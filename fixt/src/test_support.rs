//! Test-only helpers: a recording host context.

use std::sync::atomic::{AtomicBool, Ordering};

use parking_lot::Mutex;

use crate::context::TestContext;

/// Host context double that records every capability call.
#[derive(Default)]
pub struct RecordingContext {
    lines: Mutex<Vec<String>>,
    failed: AtomicBool,
    skipped: AtomicBool,
}

impl RecordingContext {
    /// Every line flushed through `log`, in order.
    pub fn lines(&self) -> Vec<String> {
        self.lines.lock().clone()
    }

    /// Whether `fail` was ever called.
    pub fn failed_called(&self) -> bool {
        self.failed.load(Ordering::SeqCst)
    }

    /// Whether `skip_now` was ever called.
    pub fn skipped(&self) -> bool {
        self.skipped.load(Ordering::SeqCst)
    }
}

impl TestContext for RecordingContext {
    fn log(&self, line: &str) {
        self.lines.lock().push(line.to_string());
    }

    fn fail(&self) {
        self.failed.store(true, Ordering::SeqCst);
    }

    fn failed(&self) -> bool {
        self.failed.load(Ordering::SeqCst)
    }

    fn skip_now(&self) {
        self.skipped.store(true, Ordering::SeqCst);
    }
}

====

Which lines of the entries above contain the string "lock"? Copy each one.

▶ [Task solution]:
        self.lines.lock().clone()
        self.lines.lock().push(line.to_string());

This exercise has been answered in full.